Immunotherapies Opdivo (left) and Keytruda

They reported two studies using real-world data on Opdivo (ingredient: nivolumab) and Keytruda (pembrolizumab) during the European Association for the Study of the Liver’s “Liver cancer – Systemic treatment and immunotherapy” session, at the International Liver Congress in Vienna, Austria, Saturday.

Both drugs’ efficacy and safety profiles were in line with those displayed in the phase-2 trials and well tolerated even in those heavily pretreated and patients with moderate Child-Pugh class B liver disease. The Child-Pugh score is used to assess the prognosis of chronic liver disease.

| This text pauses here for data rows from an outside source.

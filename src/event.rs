use std::fmt;

use crate::session::{MessageAck, SessionDetail, SessionId, SessionSummary};

#[derive(Debug, Clone, Copy, PartialEq, Eq, Hash, PartialOrd, Ord)]
pub struct ConnectionId(pub u64);

impl fmt::Display for ConnectionId {
    fn fmt(&self, f: &mut fmt::Formatter<'_>) -> fmt::Result {
        write!(f, "#{}", self.0)
    }
}

#[derive(Debug, Clone)]
pub enum AppEvent {
    SessionsListed(Vec<SessionSummary>),
    SessionCreated(SessionSummary),
    SessionLoaded(SessionDetail),
    MessageAccepted {
        session_id: SessionId,
        ack: MessageAck,
    },
    SubmissionRejected {
        session_id: SessionId,
        text: String,
        reason: String,
    },
    StreamOpened {
        connection: ConnectionId,
    },
    StreamFrame {
        connection: ConnectionId,
        frame: String,
    },
    StreamClosed {
        connection: ConnectionId,
    },
    StreamFailed {
        connection: ConnectionId,
        message: String,
    },
    FileUploaded {
        filename: String,
    },
    RequestFailed {
        operation: &'static str,
        message: String,
    },
}
use serde::Deserialize;
use std::fs;
use std::path::{Path, PathBuf};
use thiserror::Error;
use url::Url;

pub const BASE_URL_ENV: &str = "AGENTDESK_BASE_URL";
const DEFAULT_BASE_URL: &str = "http://localhost:8000/";

#[derive(Debug, Error)]
pub enum ConfigError {
    #[error("failed to read config {path}: {source}")]
    Read {
        path: PathBuf,
        source: std::io::Error,
    },
    #[error("failed to parse config {path}: {source}")]
    Parse {
        path: PathBuf,
        source: toml::de::Error,
    },
    #[error("invalid base url '{raw}': {source}")]
    BaseUrl {
        raw: String,
        source: url::ParseError,
    },
}

#[derive(Debug, Clone, PartialEq)]
pub struct Config {
    pub base_url: Url,
    pub request_timeout_secs: u64,
    pub log_level: String,
    pub window_width: f32,
    pub window_height: f32,
}

#[derive(Debug, Default, Deserialize)]
#[serde(deny_unknown_fields)]
struct ConfigFile {
    base_url: Option<String>,
    request_timeout_secs: Option<u64>,
    log_level: Option<String>,
    window_width: Option<f32>,
    window_height: Option<f32>,
}

pub fn default_config_path() -> Option<PathBuf> {
    dirs::home_dir().map(|home| home.join(".agentdesk").join("config.toml"))
}

impl Config {
    fn defaults() -> Result<Self, ConfigError> {
        Ok(Self {
            base_url: parse_base_url(DEFAULT_BASE_URL)?,
            request_timeout_secs: 30,
            log_level: "info".to_string(),
            window_width: 1280.0,
            window_height: 800.0,
        })
    }

    // An explicit `path` must exist; the default path may be absent.
    pub fn load(path: Option<&Path>, base_url_override: Option<&str>) -> Result<Self, ConfigError> {
        let mut config = Self::defaults()?;

        match path {
            Some(path) => config.merge_file(path)?,
            None => {
                if let Some(path) = default_config_path().filter(|path| path.exists()) {
                    config.merge_file(&path)?;
                }
            }
        }

        if let Ok(raw) = std::env::var(BASE_URL_ENV) {
            if !raw.trim().is_empty() {
                config.base_url = parse_base_url(&raw)?;
            }
        }
        if let Some(raw) = base_url_override {
            config.base_url = parse_base_url(raw)?;
        }

        Ok(config)
    }

    fn merge_file(&mut self, path: &Path) -> Result<(), ConfigError> {
        let raw = fs::read_to_string(path).map_err(|source| ConfigError::Read {
            path: path.to_path_buf(),
            source,
        })?;
        let file: ConfigFile = toml::from_str(&raw).map_err(|source| ConfigError::Parse {
            path: path.to_path_buf(),
            source,
        })?;

        if let Some(raw) = file.base_url {
            self.base_url = parse_base_url(&raw)?;
        }
        if let Some(timeout) = file.request_timeout_secs {
            self.request_timeout_secs = timeout.max(1);
        }
        if let Some(level) = file.log_level {
            self.log_level = level;
        }
        if let Some(width) = file.window_width {
            self.window_width = width;
        }
        if let Some(height) = file.window_height {
            self.window_height = height;
        }
        Ok(())
    }
}

pub fn parse_base_url(raw: &str) -> Result<Url, ConfigError> {
    let mut url = Url::parse(raw.trim()).map_err(|source| ConfigError::BaseUrl {
        raw: raw.to_string(),
        source,
    })?;
    if !url.path().ends_with('/') {
        let path = format!("{}/", url.path());
        url.set_path(&path);
    }
    Ok(url)
}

Nivolumab and pembrolizumab won conditional approval from the U.S. Food and Drug Administration for the second-line treatment of patients with hepatocellular carcinoma (HCC) who have previously received a tyrosine kinase inhibitor such as sorafenib.

The first real-world data came from 42 individuals with HCC who received Opdivo outside clinical trials in Spain.

After observing them for 13.5 months on average since the start of first-line treatment, their overall survival recorded 28.8 months.

Fifteen patients (46.8 percent) reported 25 adverse events, of which five were Grade 3-4, and one, Grade 5 (rejection after liver transplantation). Corticosteroids were used for the management of adverse events in five patients (15.6 percent).

“This study suggests that the safety profile of nivolumab, when used in clinical practice, is in line with that reported in clinical trials despite including patients outside of clinical trials,” said Dr. Leonardo Gomes da Fonseca at the Hospital Clinic of Barcelona, Spain, who reported the study.

The second real-world data was from 65 patients who received Opdivo (34 persons) and Keytruda (31) between 2015 and 2018 at six centers in Austria and Germany.

The overall response rate stood at 12 percent, and disease control rate, 49 percent. Thirty-five patients (54 percent) reported radiological disease progression and 36 (55 percent) died during the follow-up.

The median time to progression was 5.5 months, median progression-free survival, 4.6 months, and median overall survival, 11 months.

The most common adverse events were infections, rash, itching, fatigue, diarrhea, and hepatitis. The safety results were similar between Child-Pugh A and B patients but, median overall survival was shorter in Child-Pugh B patients.

Dr. Mattias Pinter from the Medical University of Vienna, Austria, who presented the study said, “Immunotherapy with nivolumab or pembrolizumab was well tolerated in patients with advanced HCC, including those with Child-Pugh stage B disease and those who had been heavily pretreated.”

He added that efficacy was comparable to that reported in phase-2 studies.